▶ _ACTIVITY_: Each of the lines below must be retyped character for character.
<<<<
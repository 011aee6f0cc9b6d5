use serde::{Deserialize, Serialize};

use crate::{CutError, Result};

/// Credit for one piece of music used in a round.
#[derive(Debug, Clone, Default, PartialEq, Serialize, Deserialize)]
pub struct AudioCredit {
    #[serde(default)]
    pub artist: Option<String>,
    #[serde(default)]
    pub song: Option<String>,
}

impl AudioCredit {
    pub fn lines(&self) -> Vec<String> {
        [&self.artist, &self.song]
            .into_iter()
            .flatten()
            .cloned()
            .collect()
    }

    fn validate(&self) -> Result<()> {
        if self.artist.is_none() {
            return Err(CutError::invalid("credits.audio.artist", "artist is required"));
        }
        if self.song.is_none() {
            return Err(CutError::invalid("credits.audio.song", "song is required"));
        }
        Ok(())
    }
}

/// Credit for one source video.
#[derive(Debug, Clone, Default, PartialEq, Serialize, Deserialize)]
pub struct VideoCredit {
    #[serde(default)]
    pub studio: Option<String>,
    #[serde(default)]
    pub title: Option<String>,
    /// Release date as `YYYY.MM.DD`.
    #[serde(default)]
    pub date: Option<String>,
    #[serde(default)]
    pub performers: Vec<String>,
}

impl VideoCredit {
    pub fn lines(&self) -> Vec<String> {
        [&self.studio, &self.date, &self.title]
            .into_iter()
            .flatten()
            .chain(&self.performers)
            .cloned()
            .collect()
    }

    fn validate(&self) -> Result<()> {
        match &self.date {
            Some(date) if !is_dotted_date(date) => Err(CutError::invalid(
                "credits.video.date",
                format!("incorrect date format `{date}`, should be YYYY.MM.DD"),
            )),
            _ => Ok(()),
        }
    }
}

/// Everything credited for one round.
#[derive(Debug, Clone, Default, PartialEq, Serialize, Deserialize)]
pub struct RoundCredits {
    #[serde(default)]
    pub audio: Vec<AudioCredit>,
    #[serde(default)]
    pub video: Vec<VideoCredit>,
}

impl RoundCredits {
    pub fn is_empty(&self) -> bool {
        self.audio.is_empty() && self.video.is_empty()
    }

    pub fn validate(&self) -> Result<()> {
        self.audio.iter().try_for_each(AudioCredit::validate)?;
        self.video.iter().try_for_each(VideoCredit::validate)
    }
}

/// One line of the two-column credits roll.
#[derive(Debug, Clone, Default, PartialEq, Eq, Serialize, Deserialize)]
pub struct CreditRow {
    pub heading: String,
    pub text: String,
}

impl CreditRow {
    fn new(heading: impl Into<String>, text: impl Into<String>) -> Self {
        Self {
            heading: heading.into(),
            text: text.into(),
        }
    }

    fn blank() -> Self {
        Self::default()
    }
}

/// Lays out the credits of every round as heading/text rows.
///
/// `rounds` pairs each round's one-based number with its credits.
pub fn credit_rows<'a>(rounds: impl IntoIterator<Item = (usize, &'a RoundCredits)>) -> Vec<CreditRow> {
    let mut rows = Vec::new();
    for (number, credits) in rounds {
        if credits.is_empty() {
            continue;
        }
        push_block(
            &mut rows,
            &format!("ROUND {number} MUSIC"),
            credits.audio.iter().map(AudioCredit::lines),
        );
        push_block(
            &mut rows,
            &format!("ROUND {number} VIDEOS"),
            credits.video.iter().map(VideoCredit::lines),
        );
        rows.extend([CreditRow::blank(), CreditRow::blank()]);
    }
    rows
}

/// Pushes one group of credits; only the first line of the group carries the
/// heading.
fn push_block(rows: &mut Vec<CreditRow>, heading: &str, credits: impl Iterator<Item = Vec<String>>) {
    let mut heading = Some(heading);
    for lines in credits {
        for line in lines {
            rows.push(CreditRow::new(heading.take().unwrap_or_default(), line));
        }
        rows.push(CreditRow::blank());
    }
}

fn is_dotted_date(date: &str) -> bool {
    let parts: Vec<&str> = date.split('.').collect();
    let [year, month, day] = parts.as_slice() else {
        return false;
    };
    let field = |value: &str, digits: usize, range: std::ops::RangeInclusive<u32>| {
        value.len() == digits && value.parse::<u32>().is_ok_and(|n| range.contains(&n))
    };
    field(*year, 4, 1..=9999) && field(*month, 2, 1..=12) && field(*day, 2, 1..=31)
}

#[cfg(test)]
mod tests {
    use super::*;

    fn audio(artist: &str, song: &str) -> AudioCredit {
        AudioCredit {
            artist: Some(artist.to_string()),
            song: Some(song.to_string()),
        }
    }

    #[test]
    fn lays_out_round_headings_once_per_group() {
        let credits = RoundCredits {
            audio: vec![audio("Artist A", "Song A"), audio("Artist B", "Song B")],
            video: vec![VideoCredit {
                studio: Some("Studio".to_string()),
                title: Some("Title".to_string()),
                date: Some("2020.01.31".to_string()),
                performers: vec!["Someone".to_string()],
            }],
        };

        let rows = credit_rows([(2, &credits)]);
        let headed: Vec<_> = rows.iter().filter(|row| !row.heading.is_empty()).collect();

        assert_eq!(headed.len(), 2);
        assert_eq!(headed[0], &CreditRow::new("ROUND 2 MUSIC", "Artist A"));
        assert_eq!(headed[1], &CreditRow::new("ROUND 2 VIDEOS", "Studio"));
        assert!(rows.iter().any(|row| row.text == "Song B"));
        let video_text: Vec<_> = rows
            .iter()
            .skip_while(|row| row.heading != "ROUND 2 VIDEOS")
            .take(4)
            .map(|row| row.text.as_str())
            .collect();
        assert_eq!(video_text, ["Studio", "2020.01.31", "Title", "Someone"]);
    }

    #[test]
    fn skips_rounds_without_credits() {
        let empty = RoundCredits::default();
        assert!(credit_rows([(1, &empty)]).is_empty());
    }

    #[test]
    fn validates_audio_fields_and_dates() {
        let missing_song = RoundCredits {
            audio: vec![AudioCredit {
                artist: Some("x".to_string()),
                song: None,
            }],
            video: vec![],
        };
        assert_eq!(
            missing_song.validate().unwrap_err().field(),
            Some("credits.audio.song")
        );

        let bad_date = RoundCredits {
            audio: vec![],
            video: vec![VideoCredit {
                date: Some("2020-01-31".to_string()),
                ..Default::default()
            }],
        };
        assert_eq!(
            bad_date.validate().unwrap_err().field(),
            Some("credits.video.date")
        );
    }

    #[test]
    fn dotted_dates() {
        assert!(is_dotted_date("1999.12.01"));
        assert!(!is_dotted_date("1999.13.01"));
        assert!(!is_dotted_date("99.12.01"));
        assert!(!is_dotted_date("1999.12"));
    }
}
>>>>
▶ _TASK SOLUTION_:
repository 011aee6f0cc9b6d5
use serde::{Deserialize, Serialize};

use crate::{CutError, Result};

/// Credit for one piece of music used in a round.
#[derive(Debug, Clone, Default, PartialEq, Serialize, Deserialize)]
pub struct AudioCredit {
    #[serde(default)]
    pub artist: Option<String>,
    #[serde(default)]
    pub song: Option<String>,
}

impl AudioCredit {
    pub fn lines(&self) -> Vec<String> {
        [&self.artist, &self.song]
            .into_iter()
            .flatten()
            .cloned()
            .collect()
    }

    fn validate(&self) -> Result<()> {
        if self.artist.is_none() {
            return Err(CutError::invalid("credits.audio.artist", "artist is required"));
        }
        if self.song.is_none() {
            return Err(CutError::invalid("credits.audio.song", "song is required"));
        }
        Ok(())
    }
}

/// Credit for one source video.
#[derive(Debug, Clone, Default, PartialEq, Serialize, Deserialize)]
pub struct VideoCredit {
    #[serde(default)]
    pub studio: Option<String>,
    #[serde(default)]
    pub title: Option<String>,
    /// Release date as `YYYY.MM.DD`.
    #[serde(default)]
    pub date: Option<String>,
    #[serde(default)]
    pub performers: Vec<String>,
}

impl VideoCredit {
    pub fn lines(&self) -> Vec<String> {
        [&self.studio, &self.date, &self.title]
            .into_iter()
            .flatten()
            .chain(&self.performers)
            .cloned()
            .collect()
    }

    fn validate(&self) -> Result<()> {
        match &self.date {
            Some(date) if !is_dotted_date(date) => Err(CutError::invalid(
                "credits.video.date",
                format!("incorrect date format `{date}`, should be YYYY.MM.DD"),
            )),
            _ => Ok(()),
        }
    }
}

/// Everything credited for one round.
#[derive(Debug, Clone, Default, PartialEq, Serialize, Deserialize)]
pub struct RoundCredits {
    #[serde(default)]
    pub audio: Vec<AudioCredit>,
    #[serde(default)]
    pub video: Vec<VideoCredit>,
}

impl RoundCredits {
    pub fn is_empty(&self) -> bool {
        self.audio.is_empty() && self.video.is_empty()
    }

    pub fn validate(&self) -> Result<()> {
        self.audio.iter().try_for_each(AudioCredit::validate)?;
        self.video.iter().try_for_each(VideoCredit::validate)
    }
}

/// One line of the two-column credits roll.
#[derive(Debug, Clone, Default, PartialEq, Eq, Serialize, Deserialize)]
pub struct CreditRow {
    pub heading: String,
    pub text: String,
}

impl CreditRow {
    fn new(heading: impl Into<String>, text: impl Into<String>) -> Self {
        Self {
            heading: heading.into(),
            text: text.into(),
        }
    }

    fn blank() -> Self {
        Self::default()
    }
}

/// Lays out the credits of every round as heading/text rows.
///
/// `rounds` pairs each round's one-based number with its credits.
pub fn credit_rows<'a>(rounds: impl IntoIterator<Item = (usize, &'a RoundCredits)>) -> Vec<CreditRow> {
    let mut rows = Vec::new();
    for (number, credits) in rounds {
        if credits.is_empty() {
            continue;
        }
        push_block(
            &mut rows,
            &format!("ROUND {number} MUSIC"),
            credits.audio.iter().map(AudioCredit::lines),
        );
        push_block(
            &mut rows,
            &format!("ROUND {number} VIDEOS"),
            credits.video.iter().map(VideoCredit::lines),
        );
        rows.extend([CreditRow::blank(), CreditRow::blank()]);
    }
    rows
}

/// Pushes one group of credits; only the first line of the group carries the
/// heading.
fn push_block(rows: &mut Vec<CreditRow>, heading: &str, credits: impl Iterator<Item = Vec<String>>) {
    let mut heading = Some(heading);
    for lines in credits {
        for line in lines {
            rows.push(CreditRow::new(heading.take().unwrap_or_default(), line));
        }
        rows.push(CreditRow::blank());
    }
}

fn is_dotted_date(date: &str) -> bool {
    let parts: Vec<&str> = date.split('.').collect();
    let [year, month, day] = parts.as_slice() else {
        return false;
    };
    let field = |value: &str, digits: usize, range: std::ops::RangeInclusive<u32>| {
        value.len() == digits && value.parse::<u32>().is_ok_and(|n| range.contains(&n))
    };
    field(*year, 4, 1..=9999) && field(*month, 2, 1..=12) && field(*day, 2, 1..=31)
}

#[cfg(test)]
mod tests {
    use super::*;

    fn audio(artist: &str, song: &str) -> AudioCredit {
        AudioCredit {
            artist: Some(artist.to_string()),
            song: Some(song.to_string()),
        }
    }

    #[test]
    fn lays_out_round_headings_once_per_group() {
        let credits = RoundCredits {
            audio: vec![audio("Artist A", "Song A"), audio("Artist B", "Song B")],
            video: vec![VideoCredit {
                studio: Some("Studio".to_string()),
                title: Some("Title".to_string()),
                date: Some("2020.01.31".to_string()),
                performers: vec!["Someone".to_string()],
            }],
        };

        let rows = credit_rows([(2, &credits)]);
        let headed: Vec<_> = rows.iter().filter(|row| !row.heading.is_empty()).collect();

        assert_eq!(headed.len(), 2);
        assert_eq!(headed[0], &CreditRow::new("ROUND 2 MUSIC", "Artist A"));
        assert_eq!(headed[1], &CreditRow::new("ROUND 2 VIDEOS", "Studio"));
        assert!(rows.iter().any(|row| row.text == "Song B"));
        let video_text: Vec<_> = rows
            .iter()
            .skip_while(|row| row.heading != "ROUND 2 VIDEOS")
            .take(4)
            .map(|row| row.text.as_str())
            .collect();
        assert_eq!(video_text, ["Studio", "2020.01.31", "Title", "Someone"]);
    }

    #[test]
    fn skips_rounds_without_credits() {
        let empty = RoundCredits::default();
        assert!(credit_rows([(1, &empty)]).is_empty());
    }

    #[test]
    fn validates_audio_fields_and_dates() {
        let missing_song = RoundCredits {
            audio: vec![AudioCredit {
                artist: Some("x".to_string()),
                song: None,
            }],
            video: vec![],
        };
        assert_eq!(
            missing_song.validate().unwrap_err().field(),
            Some("credits.audio.song")
        );

        let bad_date = RoundCredits {
            audio: vec![],
            video: vec![VideoCredit {
                date: Some("2020-01-31".to_string()),
                ..Default::default()
            }],
        };
        assert_eq!(
            bad_date.validate().unwrap_err().field(),
            Some("credits.video.date")
        );
    }

    #[test]
    fn dotted_dates() {
        assert!(is_dotted_date("1999.12.01"));
        assert!(!is_dotted_date("1999.13.01"));
        assert!(!is_dotted_date("99.12.01"));
        assert!(!is_dotted_date("1999.12"));
    }
}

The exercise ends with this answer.